Work item: Looking at the data below, report how many lines contain "warn", with no other words.

Records:
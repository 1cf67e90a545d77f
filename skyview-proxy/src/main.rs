use anyhow::Result;
use tracing::{info, warn};
use tracing_subscriber::EnvFilter;

use skyview_proxy::{Relay, Settings, routes};

#[tokio::main]
async fn main() -> Result<()> {
    dotenvy::dotenv().ok();
    tracing_subscriber::fmt()
        .with_env_filter(EnvFilter::try_from_default_env().unwrap_or_else(|_| EnvFilter::new("info")))
        .init();

    let settings = Settings::from_env()?;
    info!("Starting weather proxy with {:?}", settings);

    let relay = Relay::new(&settings);
    if !relay.has_key() {
        warn!("OPENWEATHER_KEY is not set; every request will fail with status 500");
    }

    info!("Listening on http://{}", settings.bind_address);
    warp::serve(routes::routes(relay))
        .run(settings.bind_address)
        .await;

    Ok(())
}
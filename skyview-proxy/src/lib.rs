//! Thin proxy in front of the OpenWeatherMap API.
//!
//! Serves `/weather` and `/forecast`, attaching the secret API key held by
//! the server so clients never see it.

pub mod relay;
pub mod routes;
pub mod settings;

pub use relay::{ProxyReply, Relay};
pub use settings::Settings;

Answer to the problem: 2